- **WHAT THE TASK ASKS**
Give back exactly the lines that run from the beginning of the entries to the line containing "pub struct LookmlView", both included, and nothing else.

_ _ _ _ _ _ _

//! Parsers for metadata source files

pub mod lookml;

pub use lookml::{LookmlParser, LookmlSyntaxError};
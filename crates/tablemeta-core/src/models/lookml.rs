//! Typed LookML views and fields
//!
//! Deserialized from the parsed tree (see [`crate::parsers::lookml`]). Only the
//! keys needed for metadata extraction are modelled; everything else is ignored.

use serde::Deserialize;

/// A parsed LookML document
#[derive(Debug, Clone, Default, Deserialize)]
pub struct LookmlModel {
    #[serde(default)]
    pub views: Vec<LookmlView>,
}

/// One `view: name { ... }` block
#[derive(Debug, Clone, Deserialize)]
pub struct LookmlView {
    pub name: String,

    #[serde(default)]
    pub sql_table_name: Option<String>,

    #[serde(default)]
    pub label: Option<String>,

    #[serde(default)]
    pub description: Option<String>,

    #[serde(default)]
    pub dimensions: Vec<LookmlField>,

    #[serde(default)]
    pub measures: Vec<LookmlField>,
}

impl LookmlView {
    /// Dimensions first, then measures
    pub fn fields(&self) -> impl Iterator<Item = &LookmlField> {
        self.dimensions.iter().chain(self.measures.iter())
    }
}

/// A dimension or measure
#[derive(Debug, Clone, Deserialize)]
pub struct LookmlField {
    pub name: String,

    #[serde(default)]
    pub sql: Option<String>,

    #[serde(default, rename = "type")]
    pub field_type: Option<String>,

    #[serde(default)]
    pub label: Option<String>,

    #[serde(default)]
    pub description: Option<String>,

    #[serde(default)]
    pub primary_key: Option<String>,
}

impl LookmlField {
    /// `primary_key: yes`, case-insensitive
    pub fn is_primary_key(&self) -> bool {
        self.primary_key
            .as_deref()
            .is_some_and(|v| v.trim().eq_ignore_ascii_case("yes"))
    }
}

_ _ _ _ _ _ _

- **REPLY TO THE TASK**
//! Parsers for metadata source files

pub mod lookml;

pub use lookml::{LookmlParser, LookmlSyntaxError};
filename crates/tablemeta-core/src/models/lookml.rs
//! Typed LookML views and fields
//!
//! Deserialized from the parsed tree (see [`crate::parsers::lookml`]). Only the
//! keys needed for metadata extraction are modelled; everything else is ignored.

use serde::Deserialize;

/// A parsed LookML document
#[derive(Debug, Clone, Default, Deserialize)]
pub struct LookmlModel {
    #[serde(default)]
    pub views: Vec<LookmlView>,
}

/// One `view: name { ... }` block
#[derive(Debug, Clone, Deserialize)]
pub struct LookmlView {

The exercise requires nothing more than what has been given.